A Carnegie Mellon team led by Luis von Ahn, an assistant professor of computer science and recipient of a MacArthur Foundation genius grant, developed the new tests, dubbed "reCAPTCHAs," which were launched on Wednesday.

Helping OCR

Optical character recognition (OCR) technology used to digitize printed text is often confounded by underlined text, scribbles and fuzzy or otherwise poorly printed letters.

ReCAPTCHA tests work by asking users to type in one distorted but known word along with one that has stumped an optical character recognition (OCR) system working on a digitization project.
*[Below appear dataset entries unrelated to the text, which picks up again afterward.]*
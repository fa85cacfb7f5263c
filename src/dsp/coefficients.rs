//! Coefficient design
//!
//! Pure functions that turn cutoff / center frequency, Q and gain into
//! normalized biquad coefficients. Nothing here allocates, so the chain
//! updater can call it from the audio thread on every block.
//!
//! Transfer function of one section:
//! `H(z) = (b0 + b1*z^-1 + b2*z^-2) / (1 + a1*z^-1 + a2*z^-2)`

use std::f64::consts::PI;

/// Maximum number of second-order sections in one cut filter (48 dB/oct)
pub const MAX_SECTIONS: usize = 4;

/// Immutable coefficient vector of one biquad, already divided by `a0`
#[derive(Debug, Clone, Copy, PartialEq)]
pub struct CoefficientSet {
    pub b0: f64,
    pub b1: f64,
    pub b2: f64,
    pub a1: f64,
    pub a2: f64,
}

impl CoefficientSet {
    /// Pass-through coefficients (`y[n] = x[n]`)
    pub const IDENTITY: CoefficientSet = CoefficientSet {
        b0: 1.0,
        b1: 0.0,
        b2: 0.0,
        a1: 0.0,
        a2: 0.0,
    };

    /// Build from unnormalized coefficients
    #[inline]
    fn normalized(b0: f64, b1: f64, b2: f64, a0: f64, a1: f64, a2: f64) -> Self {
        let inv_a0 = 1.0 / a0;
        Self {
            b0: b0 * inv_a0,
            b1: b1 * inv_a0,
            b2: b2 * inv_a0,
            a1: a1 * inv_a0,
            a2: a2 * inv_a0,
        }
    }

    /// Linear magnitude of the response at `freq` Hz
    pub fn magnitude_at(&self, freq: f64, sample_rate: f64) -> f64 {
        let w = 2.0 * PI * freq / sample_rate;
        let (sin1, cos1) = w.sin_cos();
        let (sin2, cos2) = (2.0 * w).sin_cos();

        // Evaluate numerator and denominator at z = e^{jw}
        let num_re = self.b0 + self.b1 * cos1 + self.b2 * cos2;
        let num_im = -(self.b1 * sin1 + self.b2 * sin2);
        let den_re = 1.0 + self.a1 * cos1 + self.a2 * cos2;
        let den_im = -(self.a1 * sin1 + self.a2 * sin2);

        ((num_re * num_re + num_im * num_im) / (den_re * den_re + den_im * den_im)).sqrt()
    }

    /// True when both poles lie strictly inside the unit circle
    pub fn is_stable(&self) -> bool {
        self.a2.abs() < 1.0 && self.a1.abs() < 1.0 + self.a2
    }
}

impl Default for CoefficientSet {
    fn default() -> Self {
        Self::IDENTITY
    }
}

/// Which side of the spectrum a Butterworth cascade removes
#[derive(Debug, Clone, Copy, PartialEq, Eq)]
pub enum CutKind {
    /// Removes content below the cutoff (low-cut)
    HighPass,
    /// Removes content above the cutoff (high-cut)
    LowPass,
}

/// Ordered sections of one Butterworth design
///
/// Fixed capacity so that designing never touches the heap.
#[derive(Debug, Clone, Copy, PartialEq)]
pub struct CascadeCoefficients {
    sections: [CoefficientSet; MAX_SECTIONS],
    len: usize,
}

impl CascadeCoefficients {
    /// The designed sections, in processing order
    pub fn as_slice(&self) -> &[CoefficientSet] {
        &self.sections[..self.len]
    }

    pub fn len(&self) -> usize {
        self.len
    }

    pub fn is_empty(&self) -> bool {
        self.len == 0
    }

    /// Combined linear magnitude of all sections at `freq` Hz
    pub fn magnitude_at(&self, freq: f64, sample_rate: f64) -> f64 {
        self.as_slice()
            .iter()
            .map(|c| c.magnitude_at(freq, sample_rate))
            .product()
    }
}

/// Limit a design frequency to `guard * sample_rate`
///
/// Every design function below requires `freq < sample_rate / 2`; callers
/// pass frequencies through here first.
#[inline]
pub fn clamp_to_nyquist(freq: f64, sample_rate: f64, guard: f64) -> f64 {
    freq.min(guard * sample_rate)
}

/// Convert decibels to a linear gain factor
#[inline]
pub fn db_to_gain(db: f64) -> f64 {
    10.0_f64.powf(db / 20.0)
}

/// Convert a linear gain factor to decibels
#[inline]
pub fn gain_to_db(gain: f64) -> f64 {
    if gain <= 0.0 {
        f64::NEG_INFINITY
    } else {
        20.0 * gain.log10()
    }
}

/// Peaking EQ section (Audio EQ Cookbook)
///
/// `linear_gain` is the gain at `center_freq`, e.g. `db_to_gain(6.0)`.
/// Preconditions: `0 < center_freq < sample_rate / 2`, `q > 0`,
/// `linear_gain > 0`.
pub fn design_peak(sample_rate: f64, center_freq: f64, q: f64, linear_gain: f64) -> CoefficientSet {
    let a = linear_gain.max(0.0).sqrt();
    let w0 = 2.0 * PI * center_freq / sample_rate;
    let (sin_w0, cos_w0) = w0.sin_cos();
    let alpha = sin_w0 / (2.0 * q);

    CoefficientSet::normalized(
        1.0 + alpha * a,
        -2.0 * cos_w0,
        1.0 - alpha * a,
        1.0 + alpha / a,
        -2.0 * cos_w0,
        1.0 - alpha / a,
    )
}

/// Butterworth high-pass or low-pass of even `order`, as `order / 2`
/// second-order sections
///
/// Poles of the analog prototype sit at angles `theta_k = pi * (2k + 1) / (2N)`
/// from the imaginary axis; each conjugate pair becomes one section with
/// damping `2 * sin(theta_k)`, mapped to the z-plane by the bilinear
/// transform with a pre-warped cutoff. The cascade is -3 dB at `cutoff`.
///
/// `order` is clamped to `2..=8`; an odd order is rounded down.
/// Precondition: `0 < cutoff < sample_rate / 2`.
pub fn design_butterworth_cascade(
    kind: CutKind,
    sample_rate: f64,
    cutoff: f64,
    order: usize,
) -> CascadeCoefficients {
    debug_assert!(order % 2 == 0, "butterworth order must be even, got {order}");

    let len = (order / 2).clamp(1, MAX_SECTIONS);
    let n = (2 * len) as f64;

    let wc = (PI * cutoff / sample_rate).tan();
    let wc2 = wc * wc;

    let mut sections = [CoefficientSet::IDENTITY; MAX_SECTIONS];
    for (k, section) in sections.iter_mut().take(len).enumerate() {
        let theta = PI * (2 * k + 1) as f64 / (2.0 * n);
        let damping = 2.0 * theta.sin();

        let a0 = 1.0 + damping * wc + wc2;
        let a1 = 2.0 * (wc2 - 1.0);
        let a2 = 1.0 - damping * wc + wc2;

        *section = match kind {
            CutKind::LowPass => CoefficientSet::normalized(wc2, 2.0 * wc2, wc2, a0, a1, a2),
            CutKind::HighPass => CoefficientSet::normalized(1.0, -2.0, 1.0, a0, a1, a2),
        };
    }

    CascadeCoefficients { sections, len }
}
If the user inputs the known word correctly, then the system has greater confidence that he or she has deciphered the problematic word correctly too.
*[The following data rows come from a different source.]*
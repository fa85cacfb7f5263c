//! Audio Buffer Management
//!
//! Planar sample storage handed to the processor one block at a time, plus
//! the level helpers used to verify what the filters did to it.

use crate::error::{EqError, Result};

// ============================================================================
// Helper Functions
// ============================================================================

/// Convert decibels to linear amplitude
#[inline]
pub fn db_to_linear(db: f32) -> f32 {
    10.0_f32.powf(db / 20.0)
}

/// Convert linear amplitude to decibels
///
/// Returns -f32::INFINITY for zero input.
#[inline]
pub fn linear_to_db(linear: f32) -> f32 {
    if linear <= 0.0 {
        f32::NEG_INFINITY
    } else {
        20.0 * linear.log10()
    }
}

/// RMS level of a slice of samples (linear)
pub fn calculate_rms(samples: &[f32]) -> f32 {
    if samples.is_empty() {
        return 0.0;
    }
    let sum_squares: f64 = samples.iter().map(|&s| (s as f64) * (s as f64)).sum();
    (sum_squares / samples.len() as f64).sqrt() as f32
}

/// Peak absolute sample value of a slice (linear)
pub fn calculate_peak(samples: &[f32]) -> f32 {
    samples.iter().map(|&s| s.abs()).fold(0.0_f32, f32::max)
}

// ============================================================================
// Channel Layout
// ============================================================================

/// Audio channel configuration
#[derive(Debug, Clone, Copy, PartialEq, Eq, Hash, Default)]
pub enum ChannelLayout {
    /// Single channel (mono)
    Mono,
    /// Two channels (stereo: left, right)
    #[default]
    Stereo,
}

impl ChannelLayout {
    /// Returns the number of channels for this layout
    pub fn num_channels(&self) -> usize {
        match self {
            ChannelLayout::Mono => 1,
            ChannelLayout::Stereo => 2,
        }
    }

    /// Create a ChannelLayout from a channel count
    pub fn from_count(count: usize) -> Option<Self> {
        match count {
            1 => Some(ChannelLayout::Mono),
            2 => Some(ChannelLayout::Stereo),
            _ => None,
        }
    }
}

// ============================================================================
// Audio Buffer
// ============================================================================

/// Non-interleaved 32-bit float audio
///
/// # Example
/// ```
/// use simple_eq::engine::buffer::{AudioBuffer, ChannelLayout};
///
/// let buffer = AudioBuffer::new(512, ChannelLayout::Stereo, 48000);
/// assert_eq!(buffer.channels(), 2);
/// assert_eq!(buffer.len(), 512);
/// ```
#[derive(Debug, Clone)]
pub struct AudioBuffer {
    /// Sample data: outer Vec is channels, inner Vec is samples
    pub samples: Vec<Vec<f32>>,
    /// Sample rate in Hz
    pub sample_rate: u32,
}

impl AudioBuffer {
    /// Create a silent buffer
    pub fn new(num_samples: usize, layout: ChannelLayout, sample_rate: u32) -> Self {
        Self {
            samples: vec![vec![0.0_f32; num_samples]; layout.num_channels()],
            sample_rate,
        }
    }

    /// Create an audio buffer from interleaved sample data
    ///
    /// Fails if the data length is not a multiple of the channel count.
    pub fn from_interleaved(
        interleaved: &[f32],
        layout: ChannelLayout,
        sample_rate: u32,
    ) -> Result<Self> {
        let num_channels = layout.num_channels();

        if interleaved.len() % num_channels != 0 {
            return Err(EqError::InvalidAudio {
                reason: format!(
                    "Interleaved data length {} is not divisible by channel count {}",
                    interleaved.len(),
                    num_channels
                ),
            });
        }

        let num_samples = interleaved.len() / num_channels;
        let mut samples = vec![Vec::with_capacity(num_samples); num_channels];

        for frame in interleaved.chunks_exact(num_channels) {
            for (ch, &sample) in frame.iter().enumerate() {
                samples[ch].push(sample);
            }
        }

        Ok(Self {
            samples,
            sample_rate,
        })
    }

    /// Convert the buffer to interleaved format (L, R, L, R, ... for stereo)
    pub fn to_interleaved(&self) -> Vec<f32> {
        let num_channels = self.channels();
        let num_samples = self.len();

        let mut interleaved = Vec::with_capacity(num_channels * num_samples);
        for sample_idx in 0..num_samples {
            for channel in &self.samples {
                interleaved.push(channel[sample_idx]);
            }
        }

        interleaved
    }

    /// Get the number of channels
    #[inline]
    pub fn channels(&self) -> usize {
        self.samples.len()
    }

    /// Get the number of samples per channel
    #[inline]
    pub fn len(&self) -> usize {
        self.samples.first().map(|ch| ch.len()).unwrap_or(0)
    }

    /// Check if the buffer is empty (no samples)
    #[inline]
    pub fn is_empty(&self) -> bool {
        self.len() == 0
    }

    /// Get the duration in seconds
    #[inline]
    pub fn duration_secs(&self) -> f64 {
        if self.sample_rate == 0 {
            return 0.0;
        }
        self.len() as f64 / self.sample_rate as f64
    }

    /// Get the channel layout, if it is mono or stereo
    pub fn channel_layout(&self) -> Option<ChannelLayout> {
        ChannelLayout::from_count(self.channels())
    }

    /// Immutable access to a channel's samples
    ///
    /// # Panics
    /// Panics if the channel index is out of bounds
    #[inline]
    pub fn channel(&self, index: usize) -> &[f32] {
        &self.samples[index]
    }

    /// Mutable access to a channel's samples
    ///
    /// # Panics
    /// Panics if the channel index is out of bounds
    #[inline]
    pub fn channel_mut(&mut self, index: usize) -> &mut [f32] {
        &mut self.samples[index]
    }

    /// Mutable access to left and right at once; None unless stereo
    pub fn stereo_mut(&mut self) -> Option<(&mut [f32], &mut [f32])> {
        match self.samples.as_mut_slice() {
            [left, right] => Some((left.as_mut_slice(), right.as_mut_slice())),
            _ => None,
        }
    }

    /// Copy of a sub-range of frames
    pub fn slice(&self, start: usize, len: usize) -> Self {
        let end = (start + len).min(self.len());
        let start = start.min(end);
        Self {
            samples: self
                .samples
                .iter()
                .map(|ch| ch[start..end].to_vec())
                .collect(),
            sample_rate: self.sample_rate,
        }
    }

    /// Check if all samples are finite (not NaN or Infinity)
    pub fn is_finite(&self) -> bool {
        self.samples
            .iter()
            .flat_map(|ch| ch.iter())
            .all(|s| s.is_finite())
    }

    /// RMS of one channel in dB
    pub fn rms_db(&self, channel: usize) -> f32 {
        linear_to_db(calculate_rms(self.channel(channel)))
    }
}

impl Default for AudioBuffer {
    fn default() -> Self {
        Self::new(0, ChannelLayout::Stereo, 48000)
    }
}

// ============================================================================
// Tests
// ============================================================================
Each unknown word is submitted to multiple users; if several enter the same translation, the system assumes it is correct.

In this way, the new tests continue to distinguish between humans and machines because they use text that OCR systems have already failed to read. However, they also contribute to book digitization projects by helping OCR systems convert printed text into computer-readable letters.

Wasting 150,000 Hours a Day

Von Ahn worked on the original CAPTCHA technology for Yahoo (Nasdaq: YHOO) Latest News about Yahoo, and was astounded to later learn that 60 million of the tests are solved every day by people around the world. "When I first found this out, I was quite proud of myself and the impact my research has had," von Ahn told TechNewsWorld.

"But then I started feeling bad: Each time a CAPTCHA is solved, 10 seconds of human time are basically wasted," von Ahn explained. "If you multiply that by 60 million, you get that humanity as a whole wastes about 150,000 hours every day solving CAPTCHAs. That's a lot of time!"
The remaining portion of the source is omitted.